Mr. Justice Putnam, in the case of Hall v. Franklin Ins. Co., says, "We mean a necessity, which leaves no alternative ; which prescribes the law for itself and puts the party in a positive compulsion to act.”

Lord Stowell had before stated, in the case of the Gratitude, 3 Rob. Adm. 240, “ The law of cases of necessity is not well furnished with precise rules; necessity creates the *492law; it supersedes rules; and whatever is just and reasonable is likewise law.”

Mr. Justice Story also attempted to explain the meaning of necessity as thus used; he says, in the case of Robinson v. Com. Ins. Co., “ By moral necessity, I mean not an overwhelming and irresistible calamity or force, but a strong and urgent, and if one may so say, a vehement exigency, which justifies and requires the sale to be made as a proper matter of duty to the owner to prevent a greater sacrifice or a total ruin of the property.”

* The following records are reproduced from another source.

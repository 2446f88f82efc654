// Ultralytics 🚀 AGPL-3.0 License - https://ultralytics.com/license

//! Error types for the pose overlay library.

use std::fmt;

/// Result type alias for pose operations.
pub type Result<T> = std::result::Result<T, PoseError>;

/// Main error type for the pose overlay library.
#[derive(Debug)]
pub enum PoseError {
    /// Heatmap, image or pixel buffer has malformed or empty dimensions.
    InvalidTensorShape(String),
    /// A topology entry names a body part the catalog does not know.
    UnknownBodyPart(String),
    /// Error loading the ONNX model.
    ModelLoadError(String),
    /// Error during model inference.
    InferenceError(String),
    /// Error processing images.
    ImageError(String),
    /// Invalid configuration provided.
    ConfigError(String),
    /// Wrapped `std::io::Error`
    Io(std::io::Error),
}

impl fmt::Display for PoseError {
    fn fmt(&self, f: &mut fmt::Formatter<'_>) -> fmt::Result {
        match self {
            Self::InvalidTensorShape(msg) => write!(f, "Invalid tensor shape: {msg}"),
            Self::UnknownBodyPart(name) => write!(f, "Unknown body part: {name}"),
            Self::ModelLoadError(msg) => write!(f, "Model load error: {msg}"),
            Self::InferenceError(msg) => write!(f, "Inference error: {msg}"),
            Self::ImageError(msg) => write!(f, "Image error: {msg}"),
            Self::ConfigError(msg) => write!(f, "Config error: {msg}"),
            Self::Io(err) => write!(f, "IO error: {err}"),
        }
    }
}

impl std::error::Error for PoseError {
    fn source(&self) -> Option<&(dyn std::error::Error + 'static)> {
        match self {
            Self::Io(err) => Some(err),
            _ => None,
        }
    }
}

impl From<std::io::Error> for PoseError {
    fn from(err: std::io::Error) -> Self {
        Self::Io(err)
    }
}

impl From<image::ImageError> for PoseError {
    fn from(err: image::ImageError) -> Self {
        Self::ImageError(err.to_string())
    }
}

Tindal, C. J., had before said, in the case of Somes v. Sugrue, 4 Car. & P. 276, “A great deal has been said about the word necessity, undoubtedly it is not to be confined to or so strictly taken as it is in its ordinary acceptation. There can in such case be neither a legal necessity, nor a physical necessity; and therefore, it must mean a moral necessity; and the question will be, whether the circumstances were such, that a person of prudent and sound mind could have a doubt as to the course he ought to pursue.”

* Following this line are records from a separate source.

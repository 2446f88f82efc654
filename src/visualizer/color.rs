// Ultralytics 🚀 AGPL-3.0 License - https://ultralytics.com/license

use image::Rgb;

/// Color type for visualization.
#[derive(Debug, Clone, Copy, PartialEq, Eq)]
pub struct Color(pub u8, pub u8, pub u8);

impl Color {
    /// Red color.
    pub const RED: Color = Color(255, 0, 0);
    /// Green color.
    pub const GREEN: Color = Color(0, 255, 0);
    /// Blue color.
    pub const BLUE: Color = Color(0, 0, 255);
    /// White color.
    pub const WHITE: Color = Color(255, 255, 255);
    /// Black color.
    pub const BLACK: Color = Color(0, 0, 0);

    /// Create a new color from RGB values.
    #[must_use]
    pub const fn new(r: u8, g: u8, b: u8) -> Self {
        Self(r, g, b)
    }

    /// Get a color from the limb palette by index.
    #[must_use]
    pub const fn from_limb_index(index: usize) -> Self {
        let color = LIMB_COLORS[index % LIMB_COLORS.len()];
        Self(color[0], color[1], color[2])
    }

    /// Pixel value for an RGB image buffer.
    #[must_use]
    pub const fn to_rgb(self) -> Rgb<u8> {
        Rgb([self.0, self.1, self.2])
    }
}

impl From<Color> for Rgb<u8> {
    fn from(color: Color) -> Self {
        color.to_rgb()
    }
}

/// OpenPose limb palette, one entry per default topology pair.
pub const LIMB_COLORS: [[u8; 3]; 17] = [
    [255, 0, 0],   // #ff0000
    [255, 85, 0],  // #ff5500
    [255, 170, 0], // #ffaa00
    [255, 255, 0], // #ffff00
    [170, 255, 0], // #aaff00
    [85, 255, 0],  // #55ff00
    [0, 255, 0],   // #00ff00
    [0, 255, 85],  // #00ff55
    [0, 255, 170], // #00ffaa
    [0, 255, 255], // #00ffff
    [0, 170, 255], // #00aaff
    [0, 85, 255],  // #0055ff
    [0, 0, 255],   // #0000ff
    [85, 0, 255],  // #5500ff
    [170, 0, 255], // #aa00ff
    [255, 0, 255], // #ff00ff
    [255, 0, 170], // #ff00aa
];

#[cfg(test)]
mod tests {
    use super::*;

    #[test]
    fn test_to_rgb() {
        assert_eq!(Color::GREEN.to_rgb(), Rgb([0, 255, 0]));
        assert_eq!(Rgb::from(Color::new(1, 2, 3)), Rgb([1, 2, 3]));
    }

    #[test]
    fn test_limb_palette_wraps() {
        assert_eq!(Color::from_limb_index(0), Color::RED);
        assert_eq!(Color::from_limb_index(17), Color::RED);
        assert_eq!(Color::from_limb_index(12), Color::BLUE);
    }
}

With all these explanations, the necessity which authorizes and requires the master to sell, being a moral necessity, can be, when carefully examined, no more than a faithful performance of a duty imposed by the circumstances in which he is placed. Being called upon from the best information to be obtained respecting the actual condition of his vessel and respecting the danger of allowing her to remain as she is, and the danger and expense of repairing her there and of proceeding elsewhere, to determine whether he must abandon her as a wreck or repair her, or attempt to obtain something for her by sale or otherwise, he is under moral obligation to pursue that course and make that decision which will best promote the interests of all for whom he has become the agent. H¿ must do wrong if he does not do so. He has no alternative left, and must sell, if, in the faithful discharge of that duty, he determines, that the calamity will be most alleviated and the interests of all be *493best served by a sale. A moral necessity for a sale can mean no more.

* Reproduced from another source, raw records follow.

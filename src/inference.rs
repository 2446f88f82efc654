// Ultralytics 🚀 AGPL-3.0 License - https://ultralytics.com/license

//! Inference configuration and the heatmap model interface.
//!
//! [`InferenceConfig`] controls how images are turned into network input and
//! where the network runs. [`HeatmapModel`] is the only thing the pipeline
//! needs from an inference engine: an image in, a [`Heatmap`] out.

use std::time::Instant;

use image::DynamicImage;

use crate::device::Device;
use crate::error::Result;
use crate::heatmap::Heatmap;
use crate::results::Speed;

/// Anything that can turn an image into per-part heatmaps.
///
/// Implemented by [`OpenPoseModel`](crate::OpenPoseModel); tests and callers
/// with their own inference stack can implement it over synthetic tensors.
pub trait HeatmapModel {
    /// Run the network on `image` and return its `[19, H, W]` heatmaps.
    ///
    /// # Errors
    ///
    /// Returns an error if inference fails or the output has the wrong shape.
    fn heatmaps(&mut self, image: &DynamicImage) -> Result<Heatmap>;

    /// Like [`heatmaps`](Self::heatmaps), also reporting stage timings.
    ///
    /// The default implementation books the whole call as inference time.
    /// Implementations with a separate preprocessing step should override it.
    ///
    /// # Errors
    ///
    /// Same as [`heatmaps`](Self::heatmaps).
    fn heatmaps_timed(&mut self, image: &DynamicImage) -> Result<(Heatmap, Speed)> {
        let start = Instant::now();
        let heatmap = self.heatmaps(image)?;
        let speed = Speed {
            inference: Some(start.elapsed().as_secs_f64() * 1000.0),
            ..Speed::default()
        };
        Ok((heatmap, speed))
    }
}

/// Configuration for heatmap inference.
///
/// # Example
///
/// ```rust
/// use pose_overlay::InferenceConfig;
///
/// let config = InferenceConfig::new()
///     .with_imgsz(368, 368)
///     .with_threads(4);
/// ```
#[derive(Debug, Clone, PartialEq)]
pub struct InferenceConfig {
    /// Network input size (height, width).
    pub imgsz: (usize, usize),
    /// Value subtracted from every channel before scaling.
    pub mean: f32,
    /// Multiplier applied after mean subtraction.
    pub scale: f32,
    /// Feed channels in RGB order. When `false`, channels are fed as BGR.
    pub swap_rb: bool,
    /// Number of intra-op threads for ONNX Runtime.
    /// Setting this to `0` allows ONNX Runtime to choose the optimal number.
    pub num_threads: usize,
    /// Execution device.
    pub device: Device,
}

impl Default for InferenceConfig {
    fn default() -> Self {
        Self {
            imgsz: (368, 368),
            mean: 127.5,
            scale: 1.0,
            swap_rb: true,
            num_threads: 0,
            device: Device::Cpu,
        }
    }
}

impl InferenceConfig {
    /// Create a new configuration with default values.
    #[must_use]
    pub fn new() -> Self {
        Self::default()
    }

    /// Set the network input size.
    ///
    /// # Arguments
    ///
    /// * `height` - The target image height.
    /// * `width` - The target image width.
    #[must_use]
    pub const fn with_imgsz(mut self, height: usize, width: usize) -> Self {
        self.imgsz = (height, width);
        self
    }

    /// Set the per-channel mean subtracted from pixel values.
    #[must_use]
    pub const fn with_mean(mut self, mean: f32) -> Self {
        self.mean = mean;
        self
    }

    /// Set the multiplier applied after mean subtraction.
    #[must_use]
    pub const fn with_scale(mut self, scale: f32) -> Self {
        self.scale = scale;
        self
    }

    /// Choose RGB (`true`) or BGR (`false`) channel order for the network.
    #[must_use]
    pub const fn with_swap_rb(mut self, swap_rb: bool) -> Self {
        self.swap_rb = swap_rb;
        self
    }

    /// Set the number of threads for inference.
    ///
    /// # Arguments
    ///
    /// * `threads` - The number of intra-op threads. Set to `0` for auto-configuration.
    #[must_use]
    pub const fn with_threads(mut self, threads: usize) -> Self {
        self.num_threads = threads;
        self
    }

    /// Set the execution device.
    #[must_use]
    pub const fn with_device(mut self, device: Device) -> Self {
        self.device = device;
        self
    }
}
// Ultralytics 🚀 AGPL-3.0 License - https://ultralytics.com/license

#![allow(clippy::multiple_crate_versions)]
#![cfg_attr(docsrs, feature(doc_cfg))]

//! # pose-overlay
//!
//! Single-person human pose overlay built on the OpenPose COCO model.
//!
//! A network produces one confidence heatmap per body part. This crate turns
//! those heatmaps into keypoints, connects them with the fixed 17-limb COCO
//! skeleton, and draws the skeleton onto a copy of the photograph.
//!
//! ## Quick Start (Library)
//!
//! ```no_run
//! use pose_overlay::{OpenPoseModel, PosePipeline, annotate::annotate_image};
//!
//! fn main() -> Result<(), Box<dyn std::error::Error>> {
//!     let model = OpenPoseModel::load("graph_opt.onnx")?;
//!     let mut pipeline = PosePipeline::new(model);
//!
//!     let image = image::open("person.jpg")?;
//!     let results = pipeline.predict_image(&image, "person.jpg".to_string())?;
//!     for (part, keypoint) in results.pose.iter() {
//!         if let Some((x, y)) = keypoint.position() {
//!             println!("{part}: ({x}, {y})");
//!         }
//!     }
//!
//!     annotate_image(&image, &results, None).save("person_pose.jpg")?;
//!     Ok(())
//! }
//! ```
//!
//! ## Without a model
//!
//! The decoding core needs no inference engine. Any `[19, H, W]` tensor works:
//!
//! ```rust
//! use ndarray::Array3;
//! use pose_overlay::{BodyPart, Heatmap, Topology, estimate_pose};
//!
//! let mut grid = Array3::<f32>::zeros((19, 46, 46));
//! grid[[BodyPart::Nose.index(), 23, 23]] = 0.9;
//! let heatmap = Heatmap::new(grid)?;
//!
//! let (pose, edges) = estimate_pose(&heatmap, 368, 368, &Topology::default())?;
//! assert_eq!(pose[BodyPart::Nose].position(), Some((184, 184)));
//! assert!(edges.is_empty());
//! # Ok::<(), pose_overlay::PoseError>(())
//! ```
//!
//! ## CLI Usage
//!
//! ```bash
//! pose-overlay predict --model graph_opt.onnx --source person.jpg
//! pose-overlay predict -m graph_opt.onnx -s photos/ --save
//! ```
//!
//! Annotated images are written to `runs/pose/predict`, `runs/pose/predict2`, ...
//!
//! ## Module Overview
//!
//! | Module | Description |
//! |--------|-------------|
//! | [`body_parts`] | The 19-entry body part catalog ([`BodyPart`]) |
//! | [`heatmap`] | [`Heatmap`] tensor and keypoint decoding |
//! | [`skeleton`] | Limb [`Topology`] and [`Edge`] assembly |
//! | [`visualizer`] | Skeleton rendering ([`RenderStyle`]) |
//! | [`results`] | [`PoseResult`], [`Keypoint`], [`Results`], [`Speed`] |
//! | [`pipeline`] | [`PosePipeline`] and [`estimate_pose`] |
//! | [`inference`] | [`HeatmapModel`] trait and [`InferenceConfig`] |
//! | [`model`] | ONNX Runtime backed [`OpenPoseModel`] |
//! | [`preprocessing`] | Image to network input conversion |
//! | [`source`] | Input images ([`Source`], [`SourceIterator`]) |
//! | [`error`] | [`PoseError`] and [`Result`] |
//!
//! ## Feature Flags
//!
//! | Feature | Description |
//! |---------|-------------|
//! | `cuda` | NVIDIA CUDA execution provider |
//! | `coreml` | Apple `CoreML` execution provider |

// Modules
pub mod annotate;
pub mod body_parts;
pub mod cli;
pub mod device;
pub mod error;
pub mod heatmap;
pub mod inference;
pub mod io;
pub mod model;
pub mod pipeline;
pub mod preprocessing;
pub mod results;
pub mod skeleton;
pub mod source;
pub mod visualizer;

// Re-export main types for convenience
pub use body_parts::BodyPart;
pub use device::Device;
pub use error::{PoseError, Result};
pub use heatmap::{CONFIDENCE_THRESHOLD, Heatmap, decode_heatmap};
pub use inference::{HeatmapModel, InferenceConfig};
pub use model::OpenPoseModel;
pub use pipeline::{PosePipeline, estimate_pose};
pub use results::{Keypoint, PoseResult, Results, Speed};
pub use skeleton::{Edge, POSE_PAIRS, Topology, assemble_edges};
pub use source::{Source, SourceIterator, SourceMeta};
pub use visualizer::{RenderStyle, render_skeleton, render_skeleton_array};

/// Library version.
pub const VERSION: &str = env!("CARGO_PKG_VERSION");

/// Library name.
pub const NAME: &str = env!("CARGO_PKG_NAME");

#[cfg(test)]
mod tests {
    use super::*;

    #[test]
    fn test_version() {
        assert!(VERSION.contains('.'));
    }

    #[test]
    fn test_name() {
        assert_eq!(NAME, "pose-overlay");
    }
}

The inquiry arises in this case, what idea would be presented to the minds of jurors by instructing them, that there must be an absolute, urgent, pressing, imperious, uncontrollable, extreme and inevitable moral necessity to authorize a sale ? If an explanation were asked by a juror of the meaning, might the answer be, it means, that he must act faithfully and discharge his duty to all; the necessity is a necessity to sell, if he could not so act for all without doing it. There is a fact underlying this moral necessity or duty, from which alone it can arise, that the vessel has been so disabled as to render it unsafe for her to proceed on her voyage as she is. This fact must be established before the master’s authority is so enlarged, that he becomes the agent of all concerned and clothed with power to judge for all, what must be done for their good.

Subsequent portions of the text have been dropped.